**TRY IT**. Search the material below for the word "progress" and copy every line in which it occurs.

**RECORDS FOR THE TASK**.
- Opening Delimiter -

//! # heleus-client — Typed Rust client for the Heleus repository
//!
//! Talks to a `heleus-server` over HTTP:
//! - **push** streams a local APK from disk with progress reporting
//! - **pull** writes a single artifact to `<dest>/<app>/<app>.apk`, verified
//!   against the digest the server announces, or downloads a bundle of
//!   every application and extracts it into `<dest>`
//! - **freeze** and the listing calls return the shared wire types from
//!   [`heleus_core::wire`]
//!
//! The server address comes from a small JSON document managed by
//! [`ConfigStore`].

pub mod client;
pub mod config;
pub mod error;
pub mod progress;
pub(crate) mod transfer;

pub use client::{HeleusClient, PulledArtifact, PulledBundle, PushOptions};
pub use config::{ClientConfig, ConfigError, ConfigStore, ServerConfig};
pub use error::ClientError;
pub use progress::{NoProgress, ProgressObserver, ProgressReader};
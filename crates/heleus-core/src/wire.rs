//! # Wire Types
//!
//! JSON bodies exchanged between `heleus-api` and `heleus-client`.
//! Both sides compile against these definitions, so a field rename is a
//! compile error on both ends rather than a silent protocol drift.
//!
//! Names and digests travel as plain strings (the newtypes serialize
//! transparently), timestamps as RFC 3339 UTC.

use std::collections::BTreeMap;

use chrono::{DateTime, Utc};
use serde::{Deserialize, Serialize};

use crate::digest::ContentDigest;
use crate::name::{AppName, VersionName};

/// Multipart field carrying the artifact bytes on push.
pub const PUSH_FILE_FIELD: &str = "file";
/// Optional multipart text field with a free-form push message.
pub const PUSH_MESSAGE_FIELD: &str = "message";
/// Optional multipart text field with a human-readable version label.
pub const PUSH_TAG_FIELD: &str = "version_tag";
/// Response header carrying the served artifact's digest.
pub const CONTENT_HASH_HEADER: &str = "x-content-hash";
/// MIME type artifacts are uploaded and served as.
pub const APK_MIME: &str = "application/vnd.android.package-archive";

/// `GET /api/v1/status`
#[derive(Debug, Clone, Serialize, Deserialize)]
pub struct StatusResponse {
    pub status: String,
    pub version: String,
    pub apps: usize,
    pub frozen_versions: usize,
    pub requests_served: u64,
    /// Responses with a 4xx or 5xx status since start-up.
    #[serde(default)]
    pub error_responses: u64,
}

/// `POST /api/v1/push`
#[derive(Debug, Clone, Serialize, Deserialize)]
pub struct PushResponse {
    pub message: String,
    pub app_name: AppName,
    pub content_hash: ContentDigest,
    pub size_bytes: u64,
    pub last_updated: DateTime<Utc>,
    pub version_tag: Option<String>,
    /// True when identical bytes were already stored.
    pub deduplicated: bool,
}

/// `GET /api/v1/freeze/{version}`
#[derive(Debug, Clone, Serialize, Deserialize)]
pub struct FreezeResponse {
    pub message: String,
    pub version: VersionName,
    pub created_at: DateTime<Utc>,
    pub apps: BTreeMap<AppName, ContentDigest>,
}

/// One entry of `GET /api/v1/versions`.
#[derive(Debug, Clone, Serialize, Deserialize)]
pub struct VersionEntry {
    pub version: VersionName,
    pub created_at: DateTime<Utc>,
}

/// `GET /api/v1/versions`
#[derive(Debug, Clone, Serialize, Deserialize)]
pub struct VersionsResponse {
    pub versions: Vec<VersionEntry>,
}

/// `GET /api/v1/versions/{version}`
#[derive(Debug, Clone, Serialize, Deserialize)]
pub struct SnapshotResponse {
    pub version: VersionName,
    pub created_at: DateTime<Utc>,
    pub apps: BTreeMap<AppName, ContentDigest>,
}

/// One entry of `GET /api/v1/apps`.
#[derive(Debug, Clone, Serialize, Deserialize)]
pub struct AppEntry {
    pub name: AppName,
    pub latest_hash: ContentDigest,
    pub last_updated: DateTime<Utc>,
    pub version_tag: Option<String>,
}

/// `GET /api/v1/apps`
#[derive(Debug, Clone, Serialize, Deserialize)]
pub struct AppsResponse {
    pub apps: Vec<AppEntry>,
}

/// One push in an application's history.
#[derive(Debug, Clone, Serialize, Deserialize)]
pub struct AppVersionEntry {
    pub hash: ContentDigest,
    pub timestamp: DateTime<Utc>,
    pub message: Option<String>,
    pub version_tag: Option<String>,
}

/// An application with its full push history, oldest first.
#[derive(Debug, Clone, Serialize, Deserialize)]
pub struct AppHistoryEntry {
    pub name: AppName,
    pub versions: Vec<AppVersionEntry>,
}

/// `GET /api/v1/apps/all`
#[derive(Debug, Clone, Serialize, Deserialize)]
pub struct AppHistoryResponse {
    pub apps: Vec<AppHistoryEntry>,
}

/// Error body returned with every non-2xx status.
#[derive(Debug, Clone, Serialize, Deserialize)]
pub struct ErrorResponse {
    /// Human-readable message.
    pub error: String,
    /// Machine-readable code (e.g. `NOT_FOUND`).
    #[serde(default)]
    pub code: Option<String>,
}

- Closing Delimiter -

**ANSWER AREA**.
//! - **push** streams a local APK from disk with progress reporting
pub mod progress;
pub use progress::{NoProgress, ProgressObserver, ProgressReader};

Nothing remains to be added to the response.